Table 3: Comparison of instructors’ performance in oral presentation before and after the program as evaluated by their students (N=20).
According to experts' evaluation, instructors' performance in clinical training improved significantly in terms of assessment, instructions, feedback, and attitude. Only a few aspects of evaluation didn't show such improvement. These include using factual questions (p=0.23), assessing students' attitude (p=1.00, 0.49 and 1.00, respectively), and treating students with respect (p=0.23) (Table 4).
Table 4. Comparison of instructors’ performance in clinical training before and after the program as evaluated by an expert (N=20).

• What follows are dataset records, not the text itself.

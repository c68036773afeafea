// ============================================================
// SUMMARY GENERATOR
// ============================================================
// Parse a CSV and render its descriptive-statistics table

use crate::domain::csv::SummaryTable;
use crate::domain::error::Result;
use crate::infrastructure::csv::CsvParser;
use std::path::Path;

/// Produces the textual statistics table for an uploaded CSV
pub struct SummarizeUseCase {
    parser: CsvParser,
}

impl SummarizeUseCase {
    pub fn new() -> Self {
        Self {
            parser: CsvParser::new(),
        }
    }

    /// Read the CSV and describe every column. Parse failures propagate;
    /// there is no schema validation.
    pub fn execute(&self, csv_path: &Path) -> Result<String> {
        let columns = self.parser.parse_file(csv_path)?;
        Ok(SummaryTable::describe(&columns).to_string())
    }
}

impl Default for SummarizeUseCase {
    fn default() -> Self {
        Self::new()
    }
}

#[cfg(test)]
mod tests {
    use super::*;

    #[test]
    fn test_summarize_mixed_csv() {
        let dir = tempfile::tempdir().expect("tempdir");
        let path = dir.path().join("data.csv");
        std::fs::write(&path, "age,name\n25,alice\n30,bob\n35,alice\n").expect("write");

        let table = SummarizeUseCase::new().execute(&path).expect("summarize");
        assert!(table.contains("age"));
        assert!(table.contains("name"));
        assert!(table.contains("mean"));
        assert!(table.contains("top"));
    }

    #[test]
    fn test_missing_file_is_io_error() {
        let err = SummarizeUseCase::new()
            .execute(Path::new("/nonexistent/data.csv"))
            .expect_err("missing file");
        assert!(err.to_string().contains("IO error"));
    }
}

Likewise, according to students' evaluation, instructors' performance in clinical training improved significantly in terms of assessment, instructions, feedback, and attitude. Yet, only a few aspects of evaluation didn't show such improvement. These include using factual and broadening questions (p=1.00 and 0.11, respectively), assessing students' attitude (p=1.00, 1.00 and 1.00, respectively), enhancing student to assign appropriate objectives for reading (p=1.00), exhibiting sensitivity to patients (p=0.23), and treating students with respect (p=1.00) (Table 5).
Table 5: Comparison of instructors’ performance in clinical training before and after the program as evaluated by their students (N=20).

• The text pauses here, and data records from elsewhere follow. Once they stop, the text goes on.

// ============================================================
// DESCRIPTIVE STATISTICS
// ============================================================
// Per-column count/mean/std/quartiles (numeric) and
// count/unique/top/freq (categorical), rendered as one table

use super::{parse_plain_numeric, Column};
use serde::{Deserialize, Serialize};
use std::collections::HashMap;
use std::fmt;

/// Numeric statistics for a single column
#[derive(Debug, Clone, Serialize, Deserialize)]
pub struct NumericStats {
    pub mean: f64,
    /// Sample standard deviation (n - 1); NaN for a single observation
    pub std: f64,
    pub min: f64,
    pub q1: f64,
    pub median: f64,
    pub q3: f64,
    pub max: f64,
}

/// Frequency statistics for a non-numeric column
#[derive(Debug, Clone, Serialize, Deserialize)]
pub struct CategoricalStats {
    pub unique: usize,
    /// Most frequent value (first seen wins ties)
    pub top: String,
    pub freq: usize,
}

/// Descriptive statistics for one column
#[derive(Debug, Clone, Serialize, Deserialize)]
pub struct ColumnSummary {
    pub name: String,

    /// Number of non-empty values
    pub count: usize,

    pub numeric: Option<NumericStats>,

    pub categorical: Option<CategoricalStats>,
}

impl ColumnSummary {
    /// Summarize a single column. A column is numeric only if every
    /// non-empty value parses as a number without symbol stripping.
    pub fn describe(column: &Column) -> Self {
        let present: Vec<&str> = column.non_empty_values().collect();
        let count = present.len();

        let parsed: Vec<Option<f64>> = present.iter().map(|v| parse_plain_numeric(v)).collect();
        let all_numeric = !parsed.is_empty() && parsed.iter().all(|p| p.is_some());

        if all_numeric {
            let mut values: Vec<f64> = parsed.into_iter().flatten().collect();
            values.sort_by(|a, b| a.total_cmp(b));
            return Self {
                name: column.name.clone(),
                count,
                numeric: Some(NumericStats::from_sorted(&values)),
                categorical: None,
            };
        }

        Self {
            name: column.name.clone(),
            count,
            numeric: None,
            categorical: CategoricalStats::from_values(&present),
        }
    }
}

impl NumericStats {
    fn from_sorted(values: &[f64]) -> Self {
        let n = values.len() as f64;
        let mean = values.iter().sum::<f64>() / n;
        let std = if values.len() > 1 {
            let var = values.iter().map(|v| (v - mean).powi(2)).sum::<f64>() / (n - 1.0);
            var.sqrt()
        } else {
            f64::NAN
        };

        Self {
            mean,
            std,
            min: values[0],
            q1: percentile(values, 0.25),
            median: percentile(values, 0.50),
            q3: percentile(values, 0.75),
            max: values[values.len() - 1],
        }
    }
}

impl CategoricalStats {
    fn from_values(values: &[&str]) -> Option<Self> {
        if values.is_empty() {
            return None;
        }

        let mut counts: HashMap<&str, usize> = HashMap::new();
        let mut first_seen: Vec<&str> = Vec::new();
        for value in values {
            let entry = counts.entry(value).or_insert(0);
            if *entry == 0 {
                first_seen.push(value);
            }
            *entry += 1;
        }

        let mut top = "";
        let mut freq = 0;
        for value in &first_seen {
            let c = counts[value];
            if c > freq {
                top = value;
                freq = c;
            }
        }

        Some(Self {
            unique: first_seen.len(),
            top: top.to_string(),
            freq,
        })
    }
}

/// Quantile with linear interpolation between closest ranks.
/// `values` must be sorted ascending and non-empty.
fn percentile(values: &[f64], q: f64) -> f64 {
    if values.len() == 1 {
        return values[0];
    }
    let rank = q * (values.len() - 1) as f64;
    let lo = rank.floor() as usize;
    let hi = rank.ceil() as usize;
    if lo == hi {
        return values[lo];
    }
    let weight = rank - lo as f64;
    values[lo] * (1.0 - weight) + values[hi] * weight
}

/// Statistics for all columns of a CSV, rendered as a fixed-width table
/// with statistic names down the side and one column per CSV column.
#[derive(Debug, Clone, Serialize, Deserialize)]
pub struct SummaryTable {
    pub columns: Vec<ColumnSummary>,
}

impl SummaryTable {
    pub fn describe(columns: &[Column]) -> Self {
        Self {
            columns: columns.iter().map(ColumnSummary::describe).collect(),
        }
    }

    fn has_numeric(&self) -> bool {
        self.columns.iter().any(|c| c.numeric.is_some())
    }

    fn has_categorical(&self) -> bool {
        self.columns.iter().any(|c| c.categorical.is_some())
    }

    /// Statistic rows in display order, depending on column mix
    fn stat_rows(&self) -> Vec<&'static str> {
        let mut rows = vec!["count"];
        if self.has_categorical() {
            rows.extend(["unique", "top", "freq"]);
        }
        if self.has_numeric() {
            rows.extend(["mean", "std", "min", "25%", "50%", "75%", "max"]);
        }
        rows
    }

    fn cell(&self, summary: &ColumnSummary, stat: &str) -> String {
        match stat {
            "count" => summary.count.to_string(),
            "unique" => summary
                .categorical
                .as_ref()
                .map(|c| c.unique.to_string())
                .unwrap_or_else(|| "NaN".to_string()),
            "top" => summary
                .categorical
                .as_ref()
                .map(|c| c.top.clone())
                .unwrap_or_else(|| "NaN".to_string()),
            "freq" => summary
                .categorical
                .as_ref()
                .map(|c| c.freq.to_string())
                .unwrap_or_else(|| "NaN".to_string()),
            _ => summary
                .numeric
                .as_ref()
                .map(|n| {
                    let value = match stat {
                        "mean" => n.mean,
                        "std" => n.std,
                        "min" => n.min,
                        "25%" => n.q1,
                        "50%" => n.median,
                        "75%" => n.q3,
                        "max" => n.max,
                        _ => f64::NAN,
                    };
                    format_number(value)
                })
                .unwrap_or_else(|| "NaN".to_string()),
        }
    }
}

fn format_number(value: f64) -> String {
    if value.is_nan() {
        return "NaN".to_string();
    }
    if value == value.trunc() && value.abs() < 1e15 {
        return format!("{:.1}", value);
    }
    let formatted = format!("{:.6}", value);
    let trimmed = formatted.trim_end_matches('0');
    let trimmed = trimmed.strip_suffix('.').unwrap_or(trimmed);
    trimmed.to_string()
}

impl fmt::Display for SummaryTable {
    fn fmt(&self, f: &mut fmt::Formatter<'_>) -> fmt::Result {
        if self.columns.is_empty() {
            return write!(f, "Empty table");
        }

        let stats = self.stat_rows();

        // Column widths: header vs widest cell
        let label_width = stats.iter().map(|s| s.len()).max().unwrap_or(0);
        let mut widths: Vec<usize> = Vec::with_capacity(self.columns.len());
        for summary in &self.columns {
            let mut width = summary.name.len();
            for stat in &stats {
                width = width.max(self.cell(summary, stat).len());
            }
            widths.push(width);
        }

        write!(f, "{:label_width$}", "")?;
        for (summary, width) in self.columns.iter().zip(widths.iter().copied()) {
            write!(f, "  {:>width$}", summary.name)?;
        }

        for stat in &stats {
            write!(f, "\n{:<label_width$}", stat)?;
            for (summary, width) in self.columns.iter().zip(widths.iter().copied()) {
                write!(f, "  {:>width$}", self.cell(summary, stat))?;
            }
        }

        Ok(())
    }
}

Experts' total evaluation of instructors’ performance in oral presentations session was significantly lower than that of the students before the interventional program by 2.8 ± 10.0; however, following the program, experts' evaluation became superior to students' evaluation 4.3 ± 4.1 (p=0.03). Meanwhile, experts' and students' evaluations of instructors' performance in clinical training was not significantly different whether before or after the program (p=1.00) (Table 6).
Performance in | Expert-Students differences | Mann-Whitney | p-value | |
---|---|---|---|---|
Mean ± SD | Test | |||
Pre | Post | |||
Oral Presentations | -2.8 ± 10.0 | 4.3 ± 4.1 | 4.76 | 0.03* |
Clinical Training | -0.3 ± 31.9 | 0.0 ± 0.0 | 0 | 1 |
Table 6: Comparison between expert's and students' total evaluation of instructors’ performance in oral presentations and clinical training session before and after the interventional program (N=20).
According to experts' evaluation, instructors' performance in oral presentations was significantly associated with their age, experience in teaching and training, and attending courses in teaching methods and clinical training (p=0.04, 0.03,0.03, 0.008, respectively). Additionally, according to students' evaluation, performance was also associated with gender, job position attending courses in presentation skills (p=0.04, 0.03, 0.02, respectively).
Meanwhile, according to experts' evaluation, instructors' performance in clinical training was only associated with their job position (p=0.01), whereas according to students' evaluation, it was also associated with attending courses in presentation skills, teaching methods, and clinical training (p=0.02, 0.002, 0.03, respectively) (Table 7).